Mecanismos de Lavagem de Dinheiro e Ocultação de Bens
A Promotoria de Justiça detalha que o grupo utilizava uma estrutura elaborada para ocultar a origem de seus recursos. Essa estrutura incluía a utilização de contas bancárias tanto de pessoas físicas quanto de pessoas jurídicas, criando uma rede complexa para dificultar o rastreamento do dinheiro. A estratégia de lavagem de dinheiro é crucial para a sobrevivência de organizações criminosas, pois permite que os lucros ilícitos sejam integrados à economia formal.
O esquema de lavagem de capitais, conforme apontado pelo MPPA, teria sido operacionalizado por meio de supostas empresas de fachada. Essas empresas eram empregadas para movimentar e dissimular os valores obtidos de forma ilícita, conferindo-lhes uma aparência de legalidade. A detecção e desarticulação desses mecanismos são fundamentais para enfraquecer financeiramente as facções criminosas e impedir que seus lucros sejam reinvestidos em novas atividades ilegais.

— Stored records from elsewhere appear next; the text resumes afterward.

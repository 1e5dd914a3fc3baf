//! Top-level error taxonomy for the bridge.
//!
//! Each stage keeps its own error enum; this type is the roll-up surfaced
//! to the operator at process level.

use thiserror::Error;

/// Main error type for bridge operations
#[derive(Debug, Error)]
pub enum BridgeError {
    #[error("configuration error: {0}")]
    Config(#[from] crate::config::ConfigError),

    #[error("authentication failure: {0}")]
    Authentication(#[from] crate::auth::AuthError),

    #[error("broker session error: {0}")]
    Session(#[from] crate::session::SessionError),

    #[error("I/O error: {0}")]
    Io(#[from] std::io::Error),
}

/// Result type for bridge operations
pub type BridgeResult<T> = Result<T, BridgeError>;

Ações Integradas e Prisões na Luta Contra o Crime Organizado
A Operação Babayaga foi deflagrada em 24 de abril de 2026, contando com a colaboração de diversas forças de segurança. O Núcleo de Inteligência da Polícia Civil do Pará, por meio do Grupo de Trabalho de Facções (GTF/NIP), a Delegacia de Repressão às Facções Criminosas (DRFC) e a Coordenadoria de Operações e Recursos Especiais (CORE) foram parceiros essenciais na execução da operação. Essa integração demonstra a complexidade e a necessidade de cooperação entre diferentes órgãos para enfrentar o crime organizado.
Durante a ação, foram cumpridos mandados de prisão preventiva contra cinco integrantes da organização investigada. As equipes responsáveis pela operação conseguiram localizar e prender os suspeitos, retirando-os de circulação e impactando diretamente a capacidade operacional da facção. O Ministério Público enfatiza que a atuação conjunta entre os órgãos de persecução penal e as forças de segurança é vital para fortalecer o combate ao crime organizado e aos sofisticados mecanismos de financiamento empregados por facções criminosas no estado.
A denúncia do MPPA e os desdobramentos da Operação Babayaga reforçam o compromisso das autoridades em desmantelar as redes financeiras que sustentam o crime organizado. Ao focar na interrupção da lavagem de dinheiro e no financiamento do tráfico, as instituições buscam não apenas prender criminosos, mas também cortar o fluxo de recursos que permite a expansão e a perpetuação de atividades ilícitas. A continuidade dessas operações integradas é crucial para garantir a segurança pública e a integridade econômica do estado, conforme detalhado em fontes como o Portal O Fato.